Segment Start: The records
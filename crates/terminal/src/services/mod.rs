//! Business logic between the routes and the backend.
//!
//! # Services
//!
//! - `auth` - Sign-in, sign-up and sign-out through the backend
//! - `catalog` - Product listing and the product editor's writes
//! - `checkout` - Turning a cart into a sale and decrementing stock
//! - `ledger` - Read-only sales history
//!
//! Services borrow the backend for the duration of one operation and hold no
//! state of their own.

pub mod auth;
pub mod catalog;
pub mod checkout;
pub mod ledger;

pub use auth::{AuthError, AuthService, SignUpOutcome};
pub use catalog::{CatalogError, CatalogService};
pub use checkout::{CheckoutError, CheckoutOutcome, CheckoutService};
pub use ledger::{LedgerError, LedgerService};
Segment End: The records
Segment Start: The records
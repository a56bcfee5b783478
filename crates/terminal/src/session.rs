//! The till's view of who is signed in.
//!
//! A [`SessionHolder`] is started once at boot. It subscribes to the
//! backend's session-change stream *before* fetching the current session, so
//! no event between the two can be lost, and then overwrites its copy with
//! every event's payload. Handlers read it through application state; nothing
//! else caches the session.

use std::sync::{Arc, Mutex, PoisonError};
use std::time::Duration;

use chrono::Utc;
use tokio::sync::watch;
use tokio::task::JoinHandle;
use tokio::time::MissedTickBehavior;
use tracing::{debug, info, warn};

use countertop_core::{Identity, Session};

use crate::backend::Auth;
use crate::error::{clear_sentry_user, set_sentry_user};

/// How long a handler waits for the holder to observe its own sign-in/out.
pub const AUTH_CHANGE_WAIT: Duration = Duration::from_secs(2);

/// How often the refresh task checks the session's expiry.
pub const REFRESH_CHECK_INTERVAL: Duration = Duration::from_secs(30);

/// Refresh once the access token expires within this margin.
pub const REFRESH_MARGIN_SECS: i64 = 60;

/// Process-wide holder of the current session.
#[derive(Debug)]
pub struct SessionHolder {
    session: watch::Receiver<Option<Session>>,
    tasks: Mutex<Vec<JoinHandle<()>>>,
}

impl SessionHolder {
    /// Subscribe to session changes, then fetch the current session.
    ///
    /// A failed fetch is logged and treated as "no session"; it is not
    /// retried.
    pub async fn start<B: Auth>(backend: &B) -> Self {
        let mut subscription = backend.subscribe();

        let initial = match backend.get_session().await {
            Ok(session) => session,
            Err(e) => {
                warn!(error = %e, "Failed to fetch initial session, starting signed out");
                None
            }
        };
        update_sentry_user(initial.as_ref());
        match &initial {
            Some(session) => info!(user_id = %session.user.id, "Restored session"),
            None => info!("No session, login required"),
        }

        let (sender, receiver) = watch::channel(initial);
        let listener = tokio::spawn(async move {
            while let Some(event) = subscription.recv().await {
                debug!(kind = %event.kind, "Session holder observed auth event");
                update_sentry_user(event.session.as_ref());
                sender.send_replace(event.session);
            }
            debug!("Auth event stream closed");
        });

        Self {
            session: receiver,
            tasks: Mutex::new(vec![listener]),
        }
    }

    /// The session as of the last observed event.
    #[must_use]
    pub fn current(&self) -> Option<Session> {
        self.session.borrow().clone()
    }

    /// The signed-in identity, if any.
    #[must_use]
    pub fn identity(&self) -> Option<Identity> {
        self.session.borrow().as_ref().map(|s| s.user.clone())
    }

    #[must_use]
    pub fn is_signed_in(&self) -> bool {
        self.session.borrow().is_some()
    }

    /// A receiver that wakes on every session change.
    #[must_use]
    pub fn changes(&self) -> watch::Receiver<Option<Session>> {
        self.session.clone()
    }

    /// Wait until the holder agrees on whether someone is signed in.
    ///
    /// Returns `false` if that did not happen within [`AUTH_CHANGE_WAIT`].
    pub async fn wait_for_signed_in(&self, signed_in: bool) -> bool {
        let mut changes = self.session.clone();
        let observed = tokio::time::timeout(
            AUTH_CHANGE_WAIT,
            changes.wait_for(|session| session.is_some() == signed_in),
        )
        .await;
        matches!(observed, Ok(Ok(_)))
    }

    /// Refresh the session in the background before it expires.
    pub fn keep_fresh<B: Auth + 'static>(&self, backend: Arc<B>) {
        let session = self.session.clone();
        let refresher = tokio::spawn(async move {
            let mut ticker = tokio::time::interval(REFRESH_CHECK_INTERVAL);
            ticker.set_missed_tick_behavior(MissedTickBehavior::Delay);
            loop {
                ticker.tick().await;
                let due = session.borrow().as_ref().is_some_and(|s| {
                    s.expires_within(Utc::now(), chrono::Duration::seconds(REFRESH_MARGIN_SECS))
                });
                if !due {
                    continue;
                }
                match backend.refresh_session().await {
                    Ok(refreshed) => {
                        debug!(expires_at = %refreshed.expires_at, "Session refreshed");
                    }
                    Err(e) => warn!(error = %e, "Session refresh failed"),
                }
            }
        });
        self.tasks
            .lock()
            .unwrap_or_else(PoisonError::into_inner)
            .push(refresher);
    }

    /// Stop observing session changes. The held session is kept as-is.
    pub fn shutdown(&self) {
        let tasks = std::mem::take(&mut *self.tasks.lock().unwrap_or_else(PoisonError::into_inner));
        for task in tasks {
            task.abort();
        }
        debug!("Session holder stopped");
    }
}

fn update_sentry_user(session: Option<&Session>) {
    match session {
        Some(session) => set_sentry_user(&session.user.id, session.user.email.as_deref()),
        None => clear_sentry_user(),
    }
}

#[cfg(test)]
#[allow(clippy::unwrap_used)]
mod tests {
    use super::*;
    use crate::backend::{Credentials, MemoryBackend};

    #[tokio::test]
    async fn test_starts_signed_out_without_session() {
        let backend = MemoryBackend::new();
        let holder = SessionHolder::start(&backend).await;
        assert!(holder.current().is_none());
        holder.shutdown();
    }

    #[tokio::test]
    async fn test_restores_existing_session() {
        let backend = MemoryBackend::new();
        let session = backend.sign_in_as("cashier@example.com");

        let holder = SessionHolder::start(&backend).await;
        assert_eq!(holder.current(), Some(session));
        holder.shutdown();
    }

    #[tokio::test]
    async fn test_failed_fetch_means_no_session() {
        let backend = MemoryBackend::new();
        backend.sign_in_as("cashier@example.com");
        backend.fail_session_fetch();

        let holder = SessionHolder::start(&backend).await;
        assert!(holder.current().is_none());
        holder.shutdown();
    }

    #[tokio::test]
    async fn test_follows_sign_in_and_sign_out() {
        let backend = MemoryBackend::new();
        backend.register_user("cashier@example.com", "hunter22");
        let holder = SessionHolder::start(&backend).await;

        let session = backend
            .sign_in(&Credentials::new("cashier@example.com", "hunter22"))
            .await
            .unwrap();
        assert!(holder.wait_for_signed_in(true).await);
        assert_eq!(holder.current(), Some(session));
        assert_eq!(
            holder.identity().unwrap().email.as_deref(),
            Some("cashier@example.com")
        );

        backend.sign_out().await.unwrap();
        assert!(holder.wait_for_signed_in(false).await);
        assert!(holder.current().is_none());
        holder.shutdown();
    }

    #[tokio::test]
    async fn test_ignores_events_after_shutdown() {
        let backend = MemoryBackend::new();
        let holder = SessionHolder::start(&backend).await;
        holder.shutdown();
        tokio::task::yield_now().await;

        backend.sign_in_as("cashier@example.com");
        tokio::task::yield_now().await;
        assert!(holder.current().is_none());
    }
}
Segment End: The records
# Brief:
From the records above, copy out the line with "and decrementing stock", the line with "pub mod catalog;", and every line between them, word for word.

# Response:
//! - `checkout` - Turning a cart into a sale and decrementing stock
//! - `ledger` - Read-only sales history
//!
//! Services borrow the backend for the duration of one operation and hold no
//! state of their own.

pub mod auth;
pub mod catalog;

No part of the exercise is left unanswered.